Not only does automation help companies reduce their payrolls, the relentless competition among IT and telecom equipment and service suppliers - and the drive to ever-higher profit levels - is causing them to shed workers instead of adding them. So says the headhunters and employment analysts at consultancy biz Challenger, Gray …
Challenger, Gray and Christmas
Best company name ever.
On the substance of the story the key question is how many sufficiently similar jobs are being advertised by tech firms doing new things and growing.
Losing your job is stressful in any situation, but its much scarier (for person and macroeconomic outlook) if the job market itself is contracting.
Damned lies and Statistics
The problem is that often the numbers only tell part of the story. They say X number of "IT workers" laid off; but how many of those are people that just do data entry or spreadsheet analysis? (i.e. not IT technical workers)
Then how many of the companies are then hiring "consultants" to do specific jobs (quite often spending more per hour but less overall) instead of keeping staff on reduced hours. Or how many jobs are being "outsourced". These are figures that are needed in order to understand the real situation.
BTW, currently on the pointed end of a major problem caused by outsourcing - I can't believe that angry staff aren't storming the office with pitchforks and blazing torches. (I've tried to estimate how much time is wasted each day in the one office just on startup each morning - I've got a figure of 125 man hours) The quality of the IT provision has nose dived, but it's outsourced so it must be cheaper right?
Re: Damned lies and Statistics
"The quality of the IT provision has nose dived, but it's outsourced so it must be cheaper right?"
It's just the self-perpetuating fail cycle the IT profession has been in lately:
- Downward pressure on salaries by automation and outsourcing
- Further downward pressure from standardization + users willing to accept lower-end solutions for ease of use
- "Early retirement" of many experienced professionals, usually replaced by one of these service companies
- Fewer intelligent people entering the field as newbies
- Fewer people left to train the newbies and give them real world insight
- Further downward pressure on salaries due to poor perception of IT
Granted, this isn't true everywhere; I have a position at a reasonably enlightened company. But I do feel sorry for people who work at companies that treat IT as a commodity akin to janitorial service. And everyone's to blame for it. I don't know how many "professionals" I've worked with over the years that intentionally fail to document systems in an attempt for "job security" (which never works out long-term BTW...) I have also worked for more than a few people (and heard many stories) that just do not get the concept of paying someone to maintain computer systems. They're absolutely aghast that it might require professional help.

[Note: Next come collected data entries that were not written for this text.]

use serde::{Deserialize, Serialize};
use std::collections::HashSet;
use std::fmt;

/// Token replaced by the capture delay inside a base template. Only the first
/// occurrence is substituted.
pub const DELAY_PLACEHOLDER: &str = "{delay}";

pub const FORMATS_HEADER: &str = "\n\n---DESIRED OUTPUT FORMATS---";
pub const FORMATS_TRAILER: &str = "\n--------------------------\nPlease provide all requested formats in your single response, clearly labeled by their headers.";

/// Base template selector. Closed set; unknown names degrade to `Default`
/// instead of failing.
#[derive(Debug, Clone, Copy, PartialEq, Eq, Hash, Serialize, Deserialize)]
#[serde(rename_all = "snake_case")]
pub enum TemplateKey {
    Default,
    ShortAlert,
    FormalReport,
    FriendlyMessage,
    CompleteReportComparison,
}

impl TemplateKey {
    pub const ALL: [TemplateKey; 5] = [
        TemplateKey::Default,
        TemplateKey::ShortAlert,
        TemplateKey::FormalReport,
        TemplateKey::FriendlyMessage,
        TemplateKey::CompleteReportComparison,
    ];

    pub fn as_str(&self) -> &'static str {
        match self {
            TemplateKey::Default => "default",
            TemplateKey::ShortAlert => "short_alert",
            TemplateKey::FormalReport => "formal_report",
            TemplateKey::FriendlyMessage => "friendly_message",
            TemplateKey::CompleteReportComparison => "complete_report_comparison",
        }
    }

    /// Resolve a raw template name. Unknown names fall back to `Default`.
    pub fn from_name(name: &str) -> Self {
        match name {
            "short_alert" => TemplateKey::ShortAlert,
            "formal_report" => TemplateKey::FormalReport,
            "friendly_message" => TemplateKey::FriendlyMessage,
            "complete_report_comparison" => TemplateKey::CompleteReportComparison,
            _ => TemplateKey::Default,
        }
    }

    pub fn base_template(&self) -> &'static str {
        match self {
            TemplateKey::Default => {
                "Analyze the two images captured with a {delay}-second delay. Describe any noticeable changes in objects, lighting, device states (ON/OFF), or presence of people/animals."
            }
            TemplateKey::ShortAlert => {
                "Quickly analyze the two images ({delay}-second delay). Identify any critical or immediate changes that require attention. Focus on security, safety, or unexpected operational shifts."
            }
            TemplateKey::FormalReport => {
                "Conduct a detailed comparative analysis of the two images captured with a {delay}-second delay. Document all observed discrepancies concerning object positions, environmental lighting, operational status of devices, and instances of human or animal presence."
            }
            TemplateKey::FriendlyMessage => {
                "Hey there! I took two pictures {delay} seconds apart. Can you spot anything new or different? Maybe a light turned on, something moved, or a new visitor appeared? Keep it chill!"
            }
            TemplateKey::CompleteReportComparison => {
                "Perform a comprehensive side-by-side comparison of the two provided images, taken {delay} seconds apart. Detail all detected changes including but not limited to: shifts in object positions, changes in luminosity or light sources (on/off), presence or absence of individuals/animals, and any other notable environmental alterations. Provide a structured report outlining 'Before' and 'After' states for key elements, followed by a summary of 'Differences Detected'."
            }
        }
    }
}

impl Default for TemplateKey {
    fn default() -> Self {
        TemplateKey::Default
    }
}

impl fmt::Display for TemplateKey {
    fn fmt(&self, f: &mut fmt::Formatter<'_>) -> fmt::Result {
        f.write_str(self.as_str())
    }
}

/// Response-format instruction selector. Independent value space from
/// `TemplateKey` even where the names overlap.
#[derive(Debug, Clone, Copy, PartialEq, Eq, Hash, Serialize, Deserialize)]
#[serde(rename_all = "snake_case")]
pub enum OutputFormat {
    ShortAlert,
    FormalReport,
    FriendlyMessage,
}

impl OutputFormat {
    /// Declaration order doubles as the rendering order of selected
    /// instruction blocks.
    pub const ALL: [OutputFormat; 3] = [
        OutputFormat::ShortAlert,
        OutputFormat::FormalReport,
        OutputFormat::FriendlyMessage,
    ];

    pub fn as_str(&self) -> &'static str {
        match self {
            OutputFormat::ShortAlert => "short_alert",
            OutputFormat::FormalReport => "formal_report",
            OutputFormat::FriendlyMessage => "friendly_message",
        }
    }

    /// Resolve a raw format name. Unknown names yield `None` and are dropped
    /// by the composer.
    pub fn from_name(name: &str) -> Option<Self> {
        match name {
            "short_alert" => Some(OutputFormat::ShortAlert),
            "formal_report" => Some(OutputFormat::FormalReport),
            "friendly_message" => Some(OutputFormat::FriendlyMessage),
            _ => None,
        }
    }

    pub fn instruction(&self) -> &'static str {
        match self {
            OutputFormat::ShortAlert => {
                "\n\n---SHORT ALERT---\nPlease provide a concise, urgent alert (max 2 sentences) summarizing the most critical change, if any. Example: \"Warning: Printer failed to restart after outage. Manual check required.\""
            }
            OutputFormat::FormalReport => {
                "\n\n---FORMAL REPORT---\nGenerate a formal, detailed report. Include sections for: \"Initial State (Image 1)\", \"Current State (Image 2)\", \"Observed Changes\", and \"Recommendations\"."
            }
            OutputFormat::FriendlyMessage => {
                "\n\n---FRIENDLY MESSAGE---\nGive me a casual, friendly message describing the changes, as if talking to a friend."
            }
        }
    }
}

impl fmt::Display for OutputFormat {
    fn fmt(&self, f: &mut fmt::Formatter<'_>) -> fmt::Result {
        f.write_str(self.as_str())
    }
}

/// Build the analysis prompt for a template, capture delay, and set of
/// selected output formats.
///
/// Pure and total: identical inputs always produce the same string, and no
/// input combination fails. Selected formats render in `OutputFormat::ALL`
/// order regardless of how the set was built.
pub fn compose(template: TemplateKey, delay_seconds: u32, formats: &HashSet<OutputFormat>) -> String {
    let mut prompt = template
        .base_template()
        .replacen(DELAY_PLACEHOLDER, &delay_seconds.to_string(), 1);

    if formats.is_empty() {
        return prompt;
    }

    prompt.push_str(FORMATS_HEADER);
    for format in OutputFormat::ALL {
        if formats.contains(&format) {
            prompt.push_str(format.instruction());
        }
    }
    prompt.push_str(FORMATS_TRAILER);
    prompt
}

/// String-keyed entry point for callers holding raw names. Unknown template
/// names fall back to the default template; unknown format names are dropped.
pub fn compose_named(template: &str, delay_seconds: u32, formats: &[&str]) -> String {
    let key = TemplateKey::from_name(template);
    let selected: HashSet<OutputFormat> = formats
        .iter()
        .filter_map(|name| OutputFormat::from_name(name))
        .collect();
    compose(key, delay_seconds, &selected)
}

/// The caller's current template and format selection, kept as one explicit
/// state object rather than loose variables.
#[derive(Debug, Clone, Default, Serialize, Deserialize)]
pub struct PromptSelection {
    pub template: TemplateKey,
    pub formats: HashSet<OutputFormat>,
}

impl PromptSelection {
    pub fn new() -> Self {
        Self::default()
    }

    pub fn with_template(mut self, template: TemplateKey) -> Self {
        self.template = template;
        self
    }

    pub fn with_format(mut self, format: OutputFormat) -> Self {
        self.formats.insert(format);
        self
    }

    pub fn select_format(&mut self, format: OutputFormat) {
        self.formats.insert(format);
    }

    pub fn deselect_format(&mut self, format: OutputFormat) {
        self.formats.remove(&format);
    }

    pub fn toggle_format(&mut self, format: OutputFormat) {
        if !self.formats.remove(&format) {
            self.formats.insert(format);
        }
    }

    pub fn compose(&self, delay_seconds: u32) -> String {
        compose(self.template, delay_seconds, &self.formats)
    }
}

#[cfg(test)]
mod tests {
    use super::*;

    fn set(formats: &[OutputFormat]) -> HashSet<OutputFormat> {
        formats.iter().copied().collect()
    }

    #[test]
    fn test_default_template_with_empty_set() {
        assert_eq!(
            compose(TemplateKey::Default, 5, &HashSet::new()),
            "Analyze the two images captured with a 5-second delay. Describe any noticeable changes in objects, lighting, device states (ON/OFF), or presence of people/animals."
        );
    }

    #[test]
    fn test_empty_set_substitutes_without_appending() {
        for key in TemplateKey::ALL {
            let result = compose(key, 42, &HashSet::new());
            assert_eq!(result, key.base_template().replacen("{delay}", "42", 1));
            assert!(!result.contains("{delay}"));
            assert!(!result.contains("---DESIRED OUTPUT FORMATS---"));
        }
    }

    #[test]
    fn test_unknown_template_name_falls_back_to_default() {
        assert_eq!(
            compose_named("nonexistent_key", 5, &[]),
            compose_named("default", 5, &[])
        );
    }

    #[test]
    fn test_unknown_format_name_is_dropped() {
        for key in TemplateKey::ALL {
            assert_eq!(
                compose_named(key.as_str(), 7, &["unknown_tag"]),
                compose_named(key.as_str(), 7, &[])
            );
        }
    }

    #[test]
    fn test_compose_is_idempotent() {
        let formats = set(&[OutputFormat::ShortAlert, OutputFormat::FriendlyMessage]);
        let first = compose(TemplateKey::FormalReport, 12, &formats);
        let second = compose(TemplateKey::FormalReport, 12, &formats);
        assert_eq!(first, second);
    }

    #[test]
    fn test_single_format_appends_header_block_and_trailer() {
        let result = compose(TemplateKey::ShortAlert, 10, &set(&[OutputFormat::ShortAlert]));
        let expected = format!(
            "{}{}{}{}",
            TemplateKey::ShortAlert.base_template().replacen("{delay}", "10", 1),
            FORMATS_HEADER,
            OutputFormat::ShortAlert.instruction(),
            FORMATS_TRAILER
        );
        assert_eq!(result, expected);
    }

    #[test]
    fn test_format_blocks_render_in_declaration_order() {
        // Selection/insertion order must never leak into the output.
        let mut reversed = HashSet::new();
        reversed.insert(OutputFormat::FriendlyMessage);
        reversed.insert(OutputFormat::FormalReport);

        let result = compose(TemplateKey::FriendlyMessage, 3, &reversed);
        let expected = format!(
            "{}{}{}{}{}",
            TemplateKey::FriendlyMessage.base_template().replacen("{delay}", "3", 1),
            FORMATS_HEADER,
            OutputFormat::FormalReport.instruction(),
            OutputFormat::FriendlyMessage.instruction(),
            FORMATS_TRAILER
        );
        assert_eq!(result, expected);

        let formal_at = result.find("---FORMAL REPORT---").unwrap();
        let friendly_at = result.find("---FRIENDLY MESSAGE---").unwrap();
        assert!(formal_at < friendly_at);
    }

    #[test]
    fn test_all_formats_selected() {
        let result = compose(TemplateKey::Default, 5, &set(&OutputFormat::ALL));
        assert!(result.contains("---SHORT ALERT---"));
        assert!(result.contains("---FORMAL REPORT---"));
        assert!(result.contains("---FRIENDLY MESSAGE---"));
        assert!(result.ends_with(FORMATS_TRAILER));
    }

    #[test]
    fn test_only_first_placeholder_is_substituted() {
        // None of the fixed templates repeat the placeholder; the substitution
        // contract still only touches the first occurrence.
        let doubled = "First {delay}, second {delay}.".replacen(DELAY_PLACEHOLDER, "9", 1);
        assert_eq!(doubled, "First 9, second {delay}.");
    }

    #[test]
    fn test_zero_delay_is_accepted() {
        let result = compose(TemplateKey::Default, 0, &HashSet::new());
        assert!(result.contains("a 0-second delay"));
    }

    #[test]
    fn test_output_is_never_empty() {
        assert!(!compose_named("", 0, &[]).is_empty());
        assert!(!compose_named("bogus", 60, &["also_bogus"]).is_empty());
    }

    #[test]
    fn test_template_name_round_trip() {
        for key in TemplateKey::ALL {
            assert_eq!(TemplateKey::from_name(key.as_str()), key);
        }
        for format in OutputFormat::ALL {
            assert_eq!(OutputFormat::from_name(format.as_str()), Some(format));
        }
        assert_eq!(OutputFormat::from_name("complete_report_comparison"), None);
    }

    #[test]
    fn test_selection_toggle_and_compose() {
        let mut selection = PromptSelection::new().with_template(TemplateKey::ShortAlert);
        selection.toggle_format(OutputFormat::ShortAlert);
        assert!(selection.formats.contains(&OutputFormat::ShortAlert));

        let composed = selection.compose(10);
        assert_eq!(
            composed,
            compose(TemplateKey::ShortAlert, 10, &set(&[OutputFormat::ShortAlert]))
        );

        selection.toggle_format(OutputFormat::ShortAlert);
        assert!(selection.formats.is_empty());
        assert_eq!(
            selection.compose(10),
            TemplateKey::ShortAlert.base_template().replacen("{delay}", "10", 1)
        );
    }
}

I don't know what's going to happen. Personally, I'd like to see the design side become a branch of engineering with a real professional organization behind it. What's probably going to end up happening is more of what's happening now -- armies of hacks propped up by a band of roving consultants who are never in the same place for a few months at a time.
Problem with IT is that the equipment is largely small and easily transported so jobs are routinely sent off to India, Brazil and China because some number shuffler thinks they can save tuppence. Unfortunately when they do so they lose not only the knowledge that was never written down properly but any hope that any of the rest of the company will trust them.
It is amazing how many companies require 'devotion', 'the extra mile' , 'dedication', 'determination' and decades of overtime from their 'loyal' workers ... only to ditch them to cut costs or in favour of someone at $5 a day less as soon as they can....
4 companies (all run by Americans) so far have done this to me... guess what, its 5 and I'm now off home.
The recession that never was
IT was only a "recession" for those employed in fields heavily targeted by outslavers and visa abuse.
Those at the top got evermore obscene compensation as the layoffs deepened.
I work for an outsourcer (but for how much longer I don't know) and like any organisation they have a mix of people of varying abilities. I see some pretty stupid things at times and wonder why I am cleaning up messes that could (and should) have been avoided both on a customer side and as the outsourcer.
We had 2 contractors recently let go simply because their contracts were up for renewal and some beancounter said we had to get rid of bodies. These guys were experienced and knew the customer's environment inside and out - in the mean time, we've got another 160 systems coming online that will need additional resources to provide support - the organisation is now attempting to hire replacements - based overseas.
Another thing that is happening is a global contracting company who supplies labour to my organisation is bringing in foreign workers by sponsoring them, housing them etc and paying them 40% of what the local contractors get paid - this is now putting pressure on the contractors when they try to renew their contracts.
What I really want to know.....
is when are CEO's jobs going to be outsourced. I'm damn sure that there are people out there who could do the same, if not better job, for less money.
The other thing I would really like to know from these 'outsourcing 'cause it's cheaper' CEOs is, who in hell do they think is going to buy their products, which are now made in the cheapest country at the cheapest price, if all the local workers are out of a job.
You can't sell to the unemployed.
I have no idea what icon I should put with this. I was going to go with the Joke Alert, but sadly, I don't think it is a joke anymore. I guess the local workers will just have to wait around until the current outsourcing darlings, such as China & India are in such a state that their workers are too expensive, and the cost of workers in <your country of residence> are cheaper than the the outsourcee countries.